#### Assignment
Please report the number of lines in the entries below that contain "NmsTracker", with nothing added.

*** Exercise data Section Begins ***

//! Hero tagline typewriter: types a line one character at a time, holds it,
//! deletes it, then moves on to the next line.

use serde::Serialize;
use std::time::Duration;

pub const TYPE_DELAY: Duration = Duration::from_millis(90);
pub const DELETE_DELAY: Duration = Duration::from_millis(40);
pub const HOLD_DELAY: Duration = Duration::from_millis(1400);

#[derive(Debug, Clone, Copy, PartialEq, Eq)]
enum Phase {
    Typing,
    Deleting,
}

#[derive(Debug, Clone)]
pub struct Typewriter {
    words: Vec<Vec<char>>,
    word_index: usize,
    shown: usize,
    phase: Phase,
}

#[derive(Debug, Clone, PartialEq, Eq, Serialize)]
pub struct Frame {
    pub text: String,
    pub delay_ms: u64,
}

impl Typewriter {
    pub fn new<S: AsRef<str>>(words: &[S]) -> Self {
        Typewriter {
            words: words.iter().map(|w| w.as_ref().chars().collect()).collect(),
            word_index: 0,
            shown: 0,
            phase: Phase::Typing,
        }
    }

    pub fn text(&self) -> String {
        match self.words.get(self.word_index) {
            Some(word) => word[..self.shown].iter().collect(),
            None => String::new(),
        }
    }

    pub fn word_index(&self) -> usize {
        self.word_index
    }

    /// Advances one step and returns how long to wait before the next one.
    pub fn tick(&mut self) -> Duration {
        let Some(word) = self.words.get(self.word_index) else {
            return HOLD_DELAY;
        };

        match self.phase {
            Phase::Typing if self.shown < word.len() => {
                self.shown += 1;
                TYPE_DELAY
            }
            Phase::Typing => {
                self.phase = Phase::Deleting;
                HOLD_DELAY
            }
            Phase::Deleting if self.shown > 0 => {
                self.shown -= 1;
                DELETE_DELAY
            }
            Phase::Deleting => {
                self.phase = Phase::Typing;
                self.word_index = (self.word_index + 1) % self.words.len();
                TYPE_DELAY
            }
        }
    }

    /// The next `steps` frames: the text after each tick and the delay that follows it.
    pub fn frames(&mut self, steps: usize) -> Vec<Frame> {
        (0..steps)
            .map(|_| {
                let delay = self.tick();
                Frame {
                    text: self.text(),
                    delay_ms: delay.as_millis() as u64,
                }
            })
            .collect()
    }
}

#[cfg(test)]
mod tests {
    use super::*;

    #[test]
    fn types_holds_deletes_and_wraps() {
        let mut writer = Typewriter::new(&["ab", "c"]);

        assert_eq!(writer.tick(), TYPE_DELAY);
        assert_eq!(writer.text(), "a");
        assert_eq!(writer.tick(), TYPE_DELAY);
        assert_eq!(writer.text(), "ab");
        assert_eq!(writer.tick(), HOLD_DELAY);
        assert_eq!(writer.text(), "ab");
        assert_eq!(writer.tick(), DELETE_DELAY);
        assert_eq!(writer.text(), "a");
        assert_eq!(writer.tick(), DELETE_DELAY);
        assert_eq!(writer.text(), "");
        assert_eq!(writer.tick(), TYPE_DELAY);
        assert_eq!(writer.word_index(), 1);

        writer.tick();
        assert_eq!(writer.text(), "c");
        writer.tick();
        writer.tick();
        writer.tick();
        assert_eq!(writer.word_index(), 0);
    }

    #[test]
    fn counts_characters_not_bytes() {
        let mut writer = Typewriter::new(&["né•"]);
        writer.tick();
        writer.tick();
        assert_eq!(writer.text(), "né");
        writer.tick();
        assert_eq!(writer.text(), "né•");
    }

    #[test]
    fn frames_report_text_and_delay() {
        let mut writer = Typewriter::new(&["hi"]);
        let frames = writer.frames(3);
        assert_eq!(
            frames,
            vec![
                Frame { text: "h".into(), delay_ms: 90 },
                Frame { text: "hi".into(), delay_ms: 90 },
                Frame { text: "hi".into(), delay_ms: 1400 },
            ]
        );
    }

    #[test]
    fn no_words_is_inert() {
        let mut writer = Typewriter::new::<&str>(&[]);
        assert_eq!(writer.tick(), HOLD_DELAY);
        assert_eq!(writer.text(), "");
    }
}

*** Exercise data Section Ends ***
*** Exercise data Section Begins ***

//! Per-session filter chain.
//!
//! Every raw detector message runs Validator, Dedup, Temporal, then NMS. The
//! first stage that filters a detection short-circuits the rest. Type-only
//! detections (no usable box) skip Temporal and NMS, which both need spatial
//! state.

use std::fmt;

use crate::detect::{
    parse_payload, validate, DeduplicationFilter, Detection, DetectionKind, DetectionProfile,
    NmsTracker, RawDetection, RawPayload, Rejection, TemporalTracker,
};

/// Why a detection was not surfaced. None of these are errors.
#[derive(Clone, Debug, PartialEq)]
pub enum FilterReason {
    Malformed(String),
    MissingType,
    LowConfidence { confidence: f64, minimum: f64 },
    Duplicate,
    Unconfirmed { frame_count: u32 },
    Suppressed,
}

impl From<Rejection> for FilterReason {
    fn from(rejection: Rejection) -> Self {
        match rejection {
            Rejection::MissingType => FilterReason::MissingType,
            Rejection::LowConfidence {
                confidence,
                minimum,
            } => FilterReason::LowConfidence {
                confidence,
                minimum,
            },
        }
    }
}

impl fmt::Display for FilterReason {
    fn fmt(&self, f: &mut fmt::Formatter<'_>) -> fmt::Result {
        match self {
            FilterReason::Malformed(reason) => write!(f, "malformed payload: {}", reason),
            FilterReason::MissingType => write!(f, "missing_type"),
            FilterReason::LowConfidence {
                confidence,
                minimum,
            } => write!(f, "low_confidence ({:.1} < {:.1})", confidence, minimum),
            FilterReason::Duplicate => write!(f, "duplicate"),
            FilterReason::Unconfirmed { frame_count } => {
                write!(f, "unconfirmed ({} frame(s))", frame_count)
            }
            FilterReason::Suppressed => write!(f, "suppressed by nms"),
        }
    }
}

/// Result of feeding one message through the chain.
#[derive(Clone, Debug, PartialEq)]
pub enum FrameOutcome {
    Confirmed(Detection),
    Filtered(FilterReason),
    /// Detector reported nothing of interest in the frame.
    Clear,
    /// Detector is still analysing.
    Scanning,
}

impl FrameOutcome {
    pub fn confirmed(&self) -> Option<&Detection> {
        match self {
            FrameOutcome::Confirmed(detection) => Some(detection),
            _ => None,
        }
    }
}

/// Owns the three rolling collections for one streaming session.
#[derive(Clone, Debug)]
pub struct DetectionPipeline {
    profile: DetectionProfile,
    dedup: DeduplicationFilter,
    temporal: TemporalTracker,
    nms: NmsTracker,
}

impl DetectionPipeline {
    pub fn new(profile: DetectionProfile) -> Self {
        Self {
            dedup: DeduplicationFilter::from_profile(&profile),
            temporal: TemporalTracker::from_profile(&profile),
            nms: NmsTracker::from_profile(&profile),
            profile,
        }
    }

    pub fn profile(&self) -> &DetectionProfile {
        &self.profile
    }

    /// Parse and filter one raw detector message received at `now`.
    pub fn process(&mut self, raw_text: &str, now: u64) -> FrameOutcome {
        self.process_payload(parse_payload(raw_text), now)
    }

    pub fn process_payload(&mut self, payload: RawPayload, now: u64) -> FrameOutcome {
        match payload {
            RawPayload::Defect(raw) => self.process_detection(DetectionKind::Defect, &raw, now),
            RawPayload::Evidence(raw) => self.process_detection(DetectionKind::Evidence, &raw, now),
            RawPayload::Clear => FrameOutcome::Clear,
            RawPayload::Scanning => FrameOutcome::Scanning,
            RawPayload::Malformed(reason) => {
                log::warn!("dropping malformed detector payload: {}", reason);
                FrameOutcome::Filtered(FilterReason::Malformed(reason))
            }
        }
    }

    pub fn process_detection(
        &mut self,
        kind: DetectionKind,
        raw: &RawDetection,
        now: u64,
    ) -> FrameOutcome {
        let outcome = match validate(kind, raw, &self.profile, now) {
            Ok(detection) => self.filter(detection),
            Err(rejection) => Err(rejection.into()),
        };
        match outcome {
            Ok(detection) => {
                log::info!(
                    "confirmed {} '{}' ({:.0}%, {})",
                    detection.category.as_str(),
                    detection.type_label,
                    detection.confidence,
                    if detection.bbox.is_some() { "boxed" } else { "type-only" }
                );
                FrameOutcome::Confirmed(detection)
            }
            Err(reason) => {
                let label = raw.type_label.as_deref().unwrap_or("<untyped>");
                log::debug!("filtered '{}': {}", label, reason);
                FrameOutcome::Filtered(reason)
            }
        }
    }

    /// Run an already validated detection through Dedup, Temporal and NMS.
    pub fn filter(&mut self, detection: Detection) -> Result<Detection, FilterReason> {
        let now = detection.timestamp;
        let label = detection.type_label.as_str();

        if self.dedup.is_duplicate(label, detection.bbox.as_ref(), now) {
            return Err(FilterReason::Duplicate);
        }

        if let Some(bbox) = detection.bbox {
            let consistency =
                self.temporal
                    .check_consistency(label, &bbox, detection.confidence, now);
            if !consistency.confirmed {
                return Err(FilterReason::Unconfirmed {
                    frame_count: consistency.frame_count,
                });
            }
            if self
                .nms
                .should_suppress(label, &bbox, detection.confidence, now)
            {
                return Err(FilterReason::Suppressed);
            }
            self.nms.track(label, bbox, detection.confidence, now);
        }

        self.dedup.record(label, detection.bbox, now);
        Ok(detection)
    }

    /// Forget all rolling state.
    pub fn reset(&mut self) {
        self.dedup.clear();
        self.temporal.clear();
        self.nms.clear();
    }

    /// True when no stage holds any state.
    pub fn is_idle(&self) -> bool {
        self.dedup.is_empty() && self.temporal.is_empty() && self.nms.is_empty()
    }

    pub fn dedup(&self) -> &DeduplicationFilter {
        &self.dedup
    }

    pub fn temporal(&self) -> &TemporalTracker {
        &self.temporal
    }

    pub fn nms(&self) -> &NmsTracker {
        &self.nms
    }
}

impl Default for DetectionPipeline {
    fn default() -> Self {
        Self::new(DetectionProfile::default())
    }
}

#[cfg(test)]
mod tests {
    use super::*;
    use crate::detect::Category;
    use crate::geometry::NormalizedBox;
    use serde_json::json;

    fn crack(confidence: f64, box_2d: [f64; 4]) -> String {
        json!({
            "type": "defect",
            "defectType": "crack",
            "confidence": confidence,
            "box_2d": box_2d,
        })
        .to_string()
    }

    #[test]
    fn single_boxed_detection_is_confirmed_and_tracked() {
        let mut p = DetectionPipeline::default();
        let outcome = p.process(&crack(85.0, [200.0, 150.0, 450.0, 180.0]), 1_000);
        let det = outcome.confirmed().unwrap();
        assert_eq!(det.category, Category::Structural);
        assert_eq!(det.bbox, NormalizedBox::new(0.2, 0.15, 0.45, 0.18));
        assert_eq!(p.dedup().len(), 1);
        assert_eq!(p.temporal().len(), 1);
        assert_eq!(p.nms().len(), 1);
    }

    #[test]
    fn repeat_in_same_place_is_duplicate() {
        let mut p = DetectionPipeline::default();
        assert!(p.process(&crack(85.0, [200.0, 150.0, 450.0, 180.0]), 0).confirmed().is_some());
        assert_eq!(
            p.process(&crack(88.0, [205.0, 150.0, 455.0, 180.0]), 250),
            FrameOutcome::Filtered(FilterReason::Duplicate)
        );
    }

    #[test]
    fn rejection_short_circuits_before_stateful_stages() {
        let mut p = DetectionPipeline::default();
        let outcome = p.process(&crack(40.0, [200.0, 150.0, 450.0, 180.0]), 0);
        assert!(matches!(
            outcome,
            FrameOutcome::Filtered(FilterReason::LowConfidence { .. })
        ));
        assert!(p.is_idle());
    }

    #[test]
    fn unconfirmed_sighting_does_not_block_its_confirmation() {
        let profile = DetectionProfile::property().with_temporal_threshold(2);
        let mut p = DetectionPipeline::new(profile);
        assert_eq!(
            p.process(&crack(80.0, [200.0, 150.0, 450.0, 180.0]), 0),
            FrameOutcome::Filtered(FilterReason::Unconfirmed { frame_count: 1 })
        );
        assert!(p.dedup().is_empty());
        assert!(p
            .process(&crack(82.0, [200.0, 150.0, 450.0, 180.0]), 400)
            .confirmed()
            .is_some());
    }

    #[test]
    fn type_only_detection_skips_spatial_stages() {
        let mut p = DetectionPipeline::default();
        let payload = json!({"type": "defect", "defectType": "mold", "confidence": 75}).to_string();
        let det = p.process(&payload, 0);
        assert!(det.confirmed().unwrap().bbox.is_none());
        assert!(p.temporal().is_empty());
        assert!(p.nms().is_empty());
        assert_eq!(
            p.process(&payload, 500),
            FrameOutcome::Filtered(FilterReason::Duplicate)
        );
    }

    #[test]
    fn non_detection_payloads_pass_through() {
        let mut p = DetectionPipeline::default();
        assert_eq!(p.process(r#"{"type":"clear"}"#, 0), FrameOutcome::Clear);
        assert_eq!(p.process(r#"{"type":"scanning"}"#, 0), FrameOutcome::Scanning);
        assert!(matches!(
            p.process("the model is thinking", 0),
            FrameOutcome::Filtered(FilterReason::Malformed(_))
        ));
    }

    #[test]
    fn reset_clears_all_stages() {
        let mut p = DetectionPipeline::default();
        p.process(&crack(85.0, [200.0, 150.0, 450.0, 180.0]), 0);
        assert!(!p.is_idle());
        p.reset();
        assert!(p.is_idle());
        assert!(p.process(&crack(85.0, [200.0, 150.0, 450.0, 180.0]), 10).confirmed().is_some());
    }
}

*** Exercise data Section Ends ***

#### Result for this exercise
4